Segment Start: Data section
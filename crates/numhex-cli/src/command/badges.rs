use numhex_engine::{Badge, PlayerStats};
use serde::Serialize;

use crate::util;

#[derive(Debug, Clone, clap::Args)]
pub(crate) struct BadgesArg {
    /// Best total score
    #[clap(long, default_value_t = 0)]
    score: u64,
    /// Highest level reached
    #[clap(long, default_value_t = 1)]
    level: u32,
    /// Best estimated IQ
    #[clap(long, default_value_t = 100.0)]
    iq: f64,
    /// Print the badge list as JSON
    #[clap(long, default_value_t = false)]
    json: bool,
}

#[derive(Debug, Serialize)]
struct BadgeStatus {
    id: &'static str,
    name: String,
    description: &'static str,
    unlocked: bool,
}

fn badge_statuses(stats: &PlayerStats) -> Vec<BadgeStatus> {
    Badge::ALL
        .into_iter()
        .map(|badge| BadgeStatus {
            id: badge.id(),
            name: badge.to_string(),
            description: badge.description(),
            unlocked: badge.is_unlocked(stats),
        })
        .collect()
}

pub(crate) fn run(arg: &BadgesArg) -> anyhow::Result<()> {
    let BadgesArg {
        score,
        level,
        iq,
        json,
    } = arg;

    let stats = PlayerStats {
        total_score: *score,
        max_level: *level,
        estimated_iq: *iq,
    };
    let statuses = badge_statuses(&stats);
    if *json {
        return util::save_json(&statuses, None);
    }

    for status in &statuses {
        let mark = if status.unlocked { "x" } else { " " };
        println!(
            "[{mark}] {:<10} {:<12} {}",
            status.name, status.id, status.description
        );
    }
    let unlocked = statuses.iter().filter(|status| status.unlocked).count();
    println!();
    println!("{unlocked}/{} unlocked", statuses.len());
    Ok(())
}

#[cfg(test)]
mod tests {
    use super::*;

    #[test]
    fn test_statuses_follow_thresholds() {
        let stats = PlayerStats {
            total_score: 5000,
            max_level: 4,
            estimated_iq: 129.9,
        };
        let unlocked: Vec<_> = badge_statuses(&stats)
            .into_iter()
            .filter(|status| status.unlocked)
            .map(|status| status.id)
            .collect();
        assert_eq!(unlocked, ["rookie", "score_1000", "iq_110", "score_5000"]);
    }
}
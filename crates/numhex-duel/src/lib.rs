//! Two-player duels over a shared match record.
//!
//! Both players hold a [`DuelCoordinator`] pointing at the same
//! [`MatchStore`]. Every change to a match is a targeted conditional update
//! of a single row, and each side learns about the other's changes through
//! the store's change feed.

pub use self::{coordinator::*, memory::*, schema::*, store::*};

mod coordinator;
mod memory;
mod schema;
mod store;

/// Failure reported by a [`MatchStore`].
#[derive(Debug, Clone, PartialEq, Eq, derive_more::Display, derive_more::Error)]
pub enum StoreError {
    #[display("profile {player} does not exist")]
    MissingProfile { player: PlayerId },
    #[display("column {column:?} does not exist")]
    UnknownColumn { column: String },
    #[display("match {id} does not exist")]
    NotFound { id: MatchId },
    #[display("store unavailable: {message}")]
    Unavailable { message: String },
}

/// A change-feed row that does not describe a valid match.
#[derive(Debug, Clone, PartialEq, Eq, derive_more::Display, derive_more::Error)]
pub enum SchemaError {
    #[display("malformed match row: {message}")]
    Malformed { message: String },
    #[display("match {id} is active without a second player")]
    MissingOpponent { id: MatchId },
    #[display("match {id} pairs a player with themselves")]
    SelfMatch { id: MatchId },
    #[display("finished match {id} has no winner")]
    MissingWinner { id: MatchId },
    #[display("match {id} names a winner who is not playing")]
    ForeignWinner { id: MatchId },
}

/// User-facing duel failure.
#[derive(Debug, Clone, PartialEq, Eq, derive_more::Display, derive_more::Error)]
pub enum DuelError {
    #[display("your player profile is missing and could not be created")]
    MissingProfile { player: PlayerId },
    #[display("the match server uses an outdated schema (missing column {column:?})")]
    StaleSchema { column: String },
    #[display("you are not in a match")]
    NotInMatch,
    #[display("match service error: {source}")]
    Store { source: StoreError },
}

impl From<StoreError> for DuelError {
    fn from(source: StoreError) -> Self {
        match source {
            StoreError::MissingProfile { player } => DuelError::MissingProfile { player },
            StoreError::UnknownColumn { column } => DuelError::StaleSchema { column },
            source => DuelError::Store { source },
        }
    }
}
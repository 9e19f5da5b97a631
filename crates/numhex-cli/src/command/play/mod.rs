use std::{env, path::PathBuf};

use anyhow::Context as _;
use numhex_engine::{CannedInsight, GridSeed, KeyedInsight, LogFeedback, SessionController};

use self::app::PlayApp;
use crate::{
    config::CliConfig, insight::InsightWorker, tui::Runtime, tutorial_flag::FileTutorialFlag,
};

mod app;

const DEFAULT_STATE_DIR: &str = "./data/numhex/";
const INSIGHT_KEY_VAR: &str = "NUMHEX_INSIGHT_KEY";

#[derive(Debug, Clone, clap::Args)]
pub(crate) struct PlayArg {
    /// Seed for level generation (32 hex digits); random when omitted
    #[clap(long)]
    seed: Option<GridSeed>,
    /// Directory for the tutorial flag and the log file
    #[clap(long, default_value = DEFAULT_STATE_DIR)]
    state_dir: PathBuf,
}

impl Default for PlayArg {
    fn default() -> Self {
        Self {
            seed: None,
            state_dir: PathBuf::from(DEFAULT_STATE_DIR),
        }
    }
}

impl PlayArg {
    pub(crate) fn log_path(&self) -> PathBuf {
        self.state_dir.join("numhex.log")
    }
}

pub(crate) fn run(config: &CliConfig, arg: &PlayArg) -> anyhow::Result<()> {
    let PlayArg { seed, state_dir } = arg;

    let game = config.game.clone();
    let feedback = Box::new(LogFeedback);
    let session = match seed {
        Some(seed) => SessionController::with_seed(game, *seed, feedback)?,
        None => SessionController::new(game, feedback)?,
    };
    let tick_rate = session.config().session.tick_rate;

    let api_key = env::var(INSIGHT_KEY_VAR).ok().filter(|key| !key.is_empty());
    if api_key.is_none() {
        log::info!("{INSIGHT_KEY_VAR} is not set; level commentary uses the fallback line");
    }
    let insight = InsightWorker::spawn(KeyedInsight::new(api_key, CannedInsight));
    let flag = FileTutorialFlag::open(state_dir);

    let mut app = PlayApp::new(session, flag, insight);
    Runtime::new(tick_rate)
        .run(&mut app)
        .context("Terminal session failed")?;

    let state = app.session().state();
    log::info!(
        "left with score {} at level {}",
        state.total_score(),
        state.level()
    );
    Ok(())
}
use std::{
    io,
    time::{Duration, Instant},
};

use crossterm::event::{self, Event};

#[derive(Debug, Clone, derive_more::From, derive_more::IsVariant)]
pub(super) enum TuiEvent {
    Tick,
    Render,
    Input(Event),
}

/// Produces ticks at a fixed rate, renders when something changed, and
/// waits for terminal input in between.
#[derive(Debug)]
pub(super) struct EventLoop {
    tick_interval: Duration,
    frame_interval: Duration,
    next_tick: Instant,
    last_render: Option<Instant>,
    dirty: bool,
}

impl EventLoop {
    /// Ticks lagging further behind than this are dropped.
    const MAX_LAG: Duration = Duration::from_millis(250);

    pub(super) fn new(tick_rate: u32, frame_rate: u32) -> Self {
        Self {
            tick_interval: interval(tick_rate),
            frame_interval: interval(frame_rate),
            next_tick: Instant::now(),
            last_render: None,
            dirty: true,
        }
    }

    pub(super) fn set_tick_rate(&mut self, rate: u32) {
        self.tick_interval = interval(rate);
        self.next_tick = Instant::now() + self.tick_interval;
    }

    pub(super) fn next(&mut self) -> io::Result<TuiEvent> {
        loop {
            let now = Instant::now();
            if now >= self.next_tick {
                self.next_tick += self.tick_interval;
                if now.duration_since(self.next_tick) > Self::MAX_LAG {
                    self.next_tick = now + self.tick_interval;
                }
                self.dirty = true;
                return Ok(TuiEvent::Tick);
            }

            let render_at = self
                .dirty
                .then(|| self.last_render.map_or(now, |at| at + self.frame_interval));
            if render_at.is_some_and(|at| at <= now) {
                self.dirty = false;
                self.last_render = Some(now);
                return Ok(TuiEvent::Render);
            }

            let deadline = render_at.map_or(self.next_tick, |at| at.min(self.next_tick));
            if event::poll(deadline.saturating_duration_since(now))? {
                self.dirty = true;
                return Ok(event::read()?.into());
            }
        }
    }
}

fn interval(rate: u32) -> Duration {
    Duration::from_secs(1) / rate.max(1)
}
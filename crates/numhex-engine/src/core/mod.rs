pub use self::{cell::*, grid::*, target::*};

pub(crate) mod cell;
pub(crate) mod grid;
pub(crate) mod target;
/// Classifies a finished match for `me`.
///
/// Returns `None` unless the match is finished and `me` played in it.
#[must_use]
pub fn classify(record: &MatchRecord, me: &PlayerId) -> Option<DuelOutcome> {
    if !record.status.is_finished() {
        return None;
    }
    let my_seat = record.seat(me)?;
    let winner = record.winner_id.as_ref()?;
    let winner_seat = record.seat(winner)?;
    Some(DuelOutcome {
        won: winner == me,
        abandonment: record.rounds(winner_seat) < record.win_threshold(),
        mine: record.rounds(my_seat),
        theirs: record.rounds(my_seat.other()),
    })
}

#[derive(Debug, Clone, PartialEq, Eq, derive_more::IsVariant)]
pub enum JoinOutcome {
    Joined(MatchRecord),
    /// Taken by someone else, cancelled, or hosted by the caller.
    Unavailable,
}

#[derive(Debug, Clone, PartialEq, Eq, derive_more::IsVariant)]
pub enum DuelEvent {
    MatchStarted { opponent: PlayerId },
    OpponentReady,
    BothReady { round: u32 },
    /// Launch delay elapsed; play `round` on the grid derived from `seed`.
    LaunchRound { round: u32, seed: GridSeed },
    ScoreChanged { mine: u32, theirs: u32 },
    RoundAdvanced { round: u32 },
    Finished(DuelOutcome),
    Cancelled,
}

#[derive(Debug, Clone, Copy, PartialEq, Eq)]
struct PendingLaunch {
    round: u32,
    seed: GridSeed,
    ticks_left: u64,
}

/// One player's side of a duel.
///
/// Every write is a single guarded update of the match row, so both players
/// can act at the same time and the store decides who got there first. The
/// other player's writes arrive through the match feed and are turned into
/// [`DuelEvent`]s by [`DuelCoordinator::poll`].
#[derive(Debug)]
pub struct DuelCoordinator<S> {
    store: S,
    me: PlayerId,
    config: DuelConfig,
    current: Option<MatchRecord>,
    feed: Option<Receiver<MatchChange>>,
    launch: Option<PendingLaunch>,
    events: Vec<DuelEvent>,
}
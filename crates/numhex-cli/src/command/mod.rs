use std::{
    fs::{self, File},
    path::{Path, PathBuf},
};

use anyhow::Context as _;
use clap::{Parser, Subcommand};

use self::{
    badges::BadgesArg, duel_sim::DuelSimArg, eval::EvalArg, generate::GenerateArg, play::PlayArg,
};
use crate::config::CliConfig;

mod badges;
mod duel_sim;
mod eval;
mod generate;
mod play;

#[derive(Debug, Clone, Parser)]
#[command(author, version, about, long_about = None)]
pub struct CommandArgs {
    /// Game configuration file (JSON); missing fields keep their defaults
    #[arg(long, global = true)]
    config: Option<PathBuf>,
    /// Enable debug messages
    #[arg(short, long, global = true, default_value_t = false)]
    debug: bool,
    /// What mode to run the program in
    #[command(subcommand)]
    mode: Option<Mode>,
}

#[derive(Debug, Clone, Subcommand)]
enum Mode {
    /// Play in the terminal
    Play(#[clap(flatten)] PlayArg),
    /// Generate levels from a seed
    Generate(#[clap(flatten)] GenerateArg),
    /// Evaluate a path on a generated level
    Eval(#[clap(flatten)] EvalArg),
    /// Simulate a duel between two bots
    DuelSim(#[clap(flatten)] DuelSimArg),
    /// List badges unlocked by a set of results
    Badges(#[clap(flatten)] BadgesArg),
}

pub fn run() -> anyhow::Result<()> {
    let args = CommandArgs::parse();
    let mode = args.mode.unwrap_or(Mode::Play(PlayArg::default()));

    // the terminal UI owns stdout and stderr, so its log goes to a file
    let log_file = match &mode {
        Mode::Play(arg) => Some(arg.log_path()),
        _ => None,
    };
    init_logging(args.debug, log_file.as_deref())?;

    let config = CliConfig::load(args.config.as_deref())?;
    match mode {
        Mode::Play(arg) => play::run(&config, &arg)?,
        Mode::Generate(arg) => generate::run(&config, &arg)?,
        Mode::Eval(arg) => eval::run(&config, &arg)?,
        Mode::DuelSim(arg) => duel_sim::run(&config, &arg)?,
        Mode::Badges(arg) => badges::run(&arg)?,
    }
    Ok(())
}

fn init_logging(debug: bool, log_file: Option<&Path>) -> anyhow::Result<()> {
    let default_filter = if debug { "debug" } else { "warn" };
    let mut builder =
        env_logger::Builder::from_env(env_logger::Env::default().default_filter_or(default_filter));
    if let Some(path) = log_file {
        if let Some(dir) = path.parent() {
            fs::create_dir_all(dir)
                .with_context(|| format!("Failed to create log directory: {}", dir.display()))?;
        }
        let file = File::create(path)
            .with_context(|| format!("Failed to create log file: {}", path.display()))?;
        builder.target(env_logger::Target::Pipe(Box::new(file)));
    }
    builder.init();
    Ok(())
}
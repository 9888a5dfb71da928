// SPDX-License-Identifier: Apache-2.0
// © James Ross Ω FLYING•ROBOTS <https://github.com/flyingrobots>
//! Shared test doubles and fixtures for infrapath crates.
#![forbid(unsafe_code)]
//!
//! # Modules
//!
//! - [`kb`] - Template builders, a cloud-style fixture knowledge base, and a
//!   call-counting knowledge base wrapper
//! - [`solution`] - Resource graph builder

pub mod kb;
pub mod solution;

pub use kb::{
    aws_kb, rid, ty, unique_rule, CountingKb, KbBuilder, ResourceTemplateBuilder, PROVIDER,
};
pub use solution::GraphBuilder;
// SPDX-License-Identifier: Apache-2.0
// © James Ross Ω FLYING•ROBOTS <https://github.com/flyingrobots>
//! Knowledge base port and the in-memory template store.
//!
//! The resolver only reads from a [`KnowledgeBase`]. Callers construct one
//! explicitly (usually a [`TemplateKb`]) and pass it by reference for the
//! lifetime of a run.
use std::collections::BTreeMap;

use petgraph::algo::all_simple_paths;
use petgraph::graph::{DiGraph, NodeIndex};

use crate::error::{ResolveError, ResolveResult};
use crate::ident::ResourceId;
use crate::template::{EdgeTemplate, Functionality, ResourceTemplate};

/// Read-only queries over the template graph.
pub trait KnowledgeBase {
    /// True when an edge template connects the two types directly.
    fn has_direct_path(&self, from: &ResourceId, to: &ResourceId) -> bool;

    /// Every simple template path from `from`'s type to `to`'s type with at
    /// most `max_nodes` nodes, in a stable order. Paths hold type patterns.
    fn all_paths(
        &self,
        from: &ResourceId,
        to: &ResourceId,
        max_nodes: usize,
    ) -> ResolveResult<Vec<Vec<ResourceId>>>;

    /// Edge template between two types, if declared.
    fn edge_template(&self, from: &ResourceId, to: &ResourceId) -> Option<&EdgeTemplate>;

    /// Resource template for `id`'s type.
    fn resource_template(&self, id: &ResourceId) -> ResolveResult<&ResourceTemplate>;

    /// Every resource template, ordered by type.
    fn list_resources(&self) -> Vec<&ResourceTemplate>;

    /// Functionality of `id`'s type; `Unknown` when no template exists.
    fn functionality(&self, id: &ResourceId) -> Functionality {
        self.resource_template(id)
            .map(ResourceTemplate::functionality)
            .unwrap_or_default()
    }
}

/// In-memory knowledge base keyed by `provider:type` patterns.
#[derive(Clone, Debug, Default)]
pub struct TemplateKb {
    resources: BTreeMap<ResourceId, ResourceTemplate>,
    edges: BTreeMap<(ResourceId, ResourceId), EdgeTemplate>,
}

impl TemplateKb {
    /// Empty knowledge base.
    #[must_use]
    pub fn new() -> Self {
        Self::default()
    }

    /// Adds or replaces a resource template after validating it.
    pub fn add_resource(&mut self, template: ResourceTemplate) -> ResolveResult<()> {
        template.validate()?;
        self.resources.insert(template.id.type_pattern(), template);
        Ok(())
    }

    /// Adds or replaces an edge template. Both endpoint types must already
    /// have resource templates.
    pub fn add_edge(&mut self, template: EdgeTemplate) -> ResolveResult<()> {
        for end in [&template.source, &template.target] {
            if !self.resources.contains_key(&end.type_pattern()) {
                return Err(ResolveError::MissingResourceTemplate(end.type_pattern()));
            }
        }
        self.edges.insert(
            (template.source.type_pattern(), template.target.type_pattern()),
            template,
        );
        Ok(())
    }

    /// Absorbs `other`. Every template is taken, the incoming definition
    /// winning on conflict; each conflict is reported in the joined error.
    pub fn merge(&mut self, other: Self) -> ResolveResult<()> {
        let mut duplicates = Vec::new();
        for (key, template) in other.resources {
            if self.resources.insert(key.clone(), template).is_some() {
                duplicates.push(ResolveError::DuplicateTemplate(key.to_string()));
            }
        }
        for ((from, to), template) in other.edges {
            let label = format!("{from} -> {to}");
            if self.edges.insert((from, to), template).is_some() {
                duplicates.push(ResolveError::DuplicateTemplate(label));
            }
        }
        ResolveError::join(duplicates).map_or(Ok(()), Err)
    }

    /// Number of edge templates.
    #[must_use]
    pub fn edge_count(&self) -> usize {
        self.edges.len()
    }

    fn type_graph(&self) -> (DiGraph<&ResourceId, ()>, BTreeMap<&ResourceId, NodeIndex>) {
        let mut graph = DiGraph::new();
        let mut index = BTreeMap::new();
        for key in self.resources.keys() {
            index.insert(key, graph.add_node(key));
        }
        for (from, to) in self.edges.keys() {
            if let (Some(&a), Some(&b)) = (index.get(from), index.get(to)) {
                graph.add_edge(a, b, ());
            }
        }
        (graph, index)
    }
}

impl KnowledgeBase for TemplateKb {
    fn has_direct_path(&self, from: &ResourceId, to: &ResourceId) -> bool {
        self.edges
            .contains_key(&(from.type_pattern(), to.type_pattern()))
    }

    fn all_paths(
        &self,
        from: &ResourceId,
        to: &ResourceId,
        max_nodes: usize,
    ) -> ResolveResult<Vec<Vec<ResourceId>>> {
        let from = from.type_pattern();
        let to = to.type_pattern();
        for end in [&from, &to] {
            if !self.resources.contains_key(end) {
                return Err(ResolveError::MissingResourceTemplate(end.clone()));
            }
        }
        if from == to || max_nodes < 2 {
            return Ok(Vec::new());
        }
        let (graph, index) = self.type_graph();
        let (Some(&a), Some(&b)) = (index.get(&from), index.get(&to)) else {
            return Ok(Vec::new());
        };
        let mut paths: Vec<Vec<ResourceId>> =
            all_simple_paths::<Vec<_>, _>(&graph, a, b, 0, Some(max_nodes - 2))
                .map(|nodes| nodes.into_iter().map(|n| graph[n].clone()).collect())
                .collect();
        paths.sort();
        Ok(paths)
    }

    fn edge_template(&self, from: &ResourceId, to: &ResourceId) -> Option<&EdgeTemplate> {
        self.edges.get(&(from.type_pattern(), to.type_pattern()))
    }

    fn resource_template(&self, id: &ResourceId) -> ResolveResult<&ResourceTemplate> {
        let key = id.type_pattern();
        self.resources
            .get(&key)
            .ok_or(ResolveError::MissingResourceTemplate(key))
    }

    fn list_resources(&self) -> Vec<&ResourceTemplate> {
        self.resources.values().collect()
    }
}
Segment End: Data section
__Work instruction__
Print the line containing "self.edges.get(&(from.type_pattern(), to.type_pattern()))", then every line after it through the last line of the records, each exactly as written; nothing else belongs in the answer.

__Result of this task__
        self.edges.get(&(from.type_pattern(), to.type_pattern()))
    }

    fn resource_template(&self, id: &ResourceId) -> ResolveResult<&ResourceTemplate> {
        let key = id.type_pattern();
        self.resources
            .get(&key)
            .ok_or(ResolveError::MissingResourceTemplate(key))
    }

    fn list_resources(&self) -> Vec<&ResourceTemplate> {
        self.resources.values().collect()
    }
}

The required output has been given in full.